Former regional shopping center in La Mirada, California

La Mirada Mall was a 72 acre regional shopping mall at the southeast corner of La Mirada Boulevard (originally named Luitwieler Avenue) and Rosecrans Avenue in La Mirada, California, United States, in southeast Los Angeles County, in a region known as the Gateway Cities. It is now the site of the La Mirada Theater Center, a strip mall.

==History==
Ohrbach's opened a freestanding store here, its third in the Los Angeles area after Miracle Mile and Downtown L.A., and the first one in a suburb, on November 3, 1962, measuring 100000 sqft.

In the early 1970s, Canadian developer Mark Tanz invested about $7 million to turn a loosely arranged, growing collection of stores into an enclosed mall next to a renovated outdoor plaza with fountains and trees. Over the years, stores that came and went included J.J. Newberry, Woolco, Ohrbach's, Barker Bros., Lucky Stores, Market Basket, the La Mirada Theatre (Pacific Theaters)(cinema), and Robert's Department Store. The former open-air nearly doubled in size in its transition to a fully-enclosed mall.

In the early 1980s, failing to create a unique profile among the dozen or so malls in the Gateway Cities area, the mall shifted to profiling itself as a "discount mall" with lower rents and stores that offered discounted, but name-brand, merchandise. Ohrbach's and Woolco left the mall.

In 1983, Toys "R" Us opened in the space that Woolco vacated at 15300 La Mirada Boulevard.

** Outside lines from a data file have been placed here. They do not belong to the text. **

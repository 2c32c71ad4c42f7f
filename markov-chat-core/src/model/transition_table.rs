use std::collections::HashMap;
use std::thread;

use log::debug;

use super::state::{Bigram, State};
use super::tokenizer::{END_TOKEN, START_TOKEN, Token, tokenize};
use crate::error::ChatError;

/// Corpora with at least this many lines are built on worker threads.
pub const PARALLEL_THRESHOLD: usize = 1000;

/// Mapping from a bigram to every token observed right after it.
///
/// # Responsibilities
/// - Build the chain from corpus lines padded with sentinels
/// - Look up the successors of a bigram
/// - Merge with another table (parallel construction)
///
/// # Invariants
/// - A key is present only if at least one successor was observed
/// - Successor lists keep observation order, duplicates included
/// - A table is never updated after construction: a new corpus means a new table
#[derive(Clone, Debug, Default)]
pub struct TransitionTable {
	states: HashMap<Bigram, State>,
}

impl TransitionTable {
	/// Builds a table from a corpus.
	///
	/// Each line is tokenized and padded as `<start> <start> tokens... <end>`,
	/// then every window of three tokens records one transition.
	///
	/// Large corpora are split across threads (see [`Self::build_parallel`]),
	/// the resulting table is the same.
	///
	/// # Errors
	/// Returns [`ChatError::EmptyCorpus`] for a zero-length corpus. Callers
	/// substitute a default corpus beforehand.
	pub fn build<S: AsRef<str> + Sync>(corpus: &[S]) -> Result<Self, ChatError> {
		if corpus.is_empty() {
			return Err(ChatError::EmptyCorpus);
		}
		if corpus.len() >= PARALLEL_THRESHOLD {
			return Self::build_parallel(corpus);
		}

		let mut table = Self::default();
		for line in corpus {
			table.add_line(line.as_ref());
		}
		debug!(
			"Built transition table: {} lines, {} keys, {} transitions",
			corpus.len(),
			table.len(),
			table.transition_count()
		);
		Ok(table)
	}

	/// Builds partial tables on worker threads and merges them in chunk order.
	///
	/// Merging in order keeps successor lists identical to a sequential build.
	///
	/// # Errors
	/// - [`ChatError::EmptyCorpus`] for a zero-length corpus
	/// - [`ChatError::Worker`] if a builder thread panicked
	pub fn build_parallel<S: AsRef<str> + Sync>(corpus: &[S]) -> Result<Self, ChatError> {
		if corpus.is_empty() {
			return Err(ChatError::EmptyCorpus);
		}

		let chunks = num_cpus::get().max(1);
		let chunk_size = corpus.len().div_ceil(chunks);

		let partial_tables = thread::scope(|scope| {
			let handles: Vec<_> = corpus
				.chunks(chunk_size)
				.map(|chunk| {
					scope.spawn(move || {
						let mut partial = TransitionTable::default();
						for line in chunk {
							partial.add_line(line.as_ref());
						}
						partial
					})
				})
				.collect();

			handles
				.into_iter()
				.map(|handle| handle.join().map_err(|_| ChatError::Worker))
				.collect::<Result<Vec<TransitionTable>, ChatError>>()
		})?;

		let mut table = Self::default();
		for partial in &partial_tables {
			table.merge(partial)?;
		}
		debug!(
			"Built transition table on {} threads: {} lines, {} keys, {} transitions",
			partial_tables.len(),
			corpus.len(),
			table.len(),
			table.transition_count()
		);
		Ok(table)
	}

	/// Adds the transitions of one line.
	///
	/// A line without tokens still records `(<start>, <start>) -> <end>`.
	fn add_line(&mut self, line: &str) {
		let mut tokens: Vec<Token> = Vec::with_capacity(3);
		tokens.push(START_TOKEN.to_owned());
		tokens.push(START_TOKEN.to_owned());
		tokens.extend(tokenize(line));
		tokens.push(END_TOKEN.to_owned());

		for window in tokens.windows(3) {
			let key = Bigram::new(window[0].clone(), window[1].clone());
			let next = window[2].clone();
			match self.states.get_mut(&key) {
				Some(state) => state.add_successor(next),
				None => {
					self.states.insert(key.clone(), State::new(key, next));
				}
			}
		}
	}

	/// Returns the successors observed after `key`.
	///
	/// `None` means the chain has no continuation for this context.
	pub fn successors(&self, key: &Bigram) -> Option<&[Token]> {
		self.states.get(key).map(State::successors)
	}

	/// Returns the state stored for `key`.
	pub fn state(&self, key: &Bigram) -> Option<&State> {
		self.states.get(key)
	}

	/// Number of distinct keys.
	pub fn len(&self) -> usize {
		self.states.len()
	}

	pub fn is_empty(&self) -> bool {
		self.states.is_empty()
	}

	/// Total number of recorded transitions, duplicates included.
	pub fn transition_count(&self) -> usize {
		self.states.values().map(|state| state.successors().len()).sum()
	}

	/// Merges another table into this one.
	///
	/// Successors of `other` are appended after the existing ones.
	///
	/// # Errors
	/// Propagates [`ChatError::KeyMismatch`] from the state merge.
	pub fn merge(&mut self, other: &Self) -> Result<(), ChatError> {
		for (key, state) in &other.states {
			if let Some(existing) = self.states.get_mut(key) {
				existing.merge(state)?;
			} else {
				self.states.insert(key.clone(), state.clone());
			}
		}
		Ok(())
	}
}
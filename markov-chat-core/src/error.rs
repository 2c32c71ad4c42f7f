use thiserror::Error;

/// Errors raised by the chat engine and its collaborators.
///
/// Generation and rule matching have no error path: an unknown context
/// is an expected outcome, answered with the fallback message.
#[derive(Error, Debug)]
pub enum ChatError {
	/// The table builder was handed a zero-length corpus.
	#[error("Corpus is empty, substitute the default corpus before building")]
	EmptyCorpus,

	/// A persisted corpus could not be decoded into a non-empty line sequence.
	#[error("Stored corpus is malformed: {0}")]
	MalformedStoredCorpus(String),

	/// Two states or tables with different keys were merged.
	#[error("Key mismatch")]
	KeyMismatch,

	/// A table builder thread panicked.
	#[error("A transition table worker thread panicked")]
	Worker,

	#[error("Invalid configuration: {0}")]
	Config(String),

	#[error(transparent)]
	Io(#[from] std::io::Error),
}

pub type Result<T> = std::result::Result<T, ChatError>;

By early 1988, the decision had been made to demolish the mall and reduce its size. By 1990, demolition began on the old mall. The Toys "R" Us at the south end (#15300) was demolished in 1991 and is now the site of a housing development; the toy retailer later reopened in the old Roberts space, now UFC Gym. The outbuildings of the original mall's north side were renovated and these are now the main strip center anchored by an Albertsons supermarket, CVS Pharmacy (originally Sav-On Drugs), AMC Theatres and the La Mirada Theatre for the Performing Arts.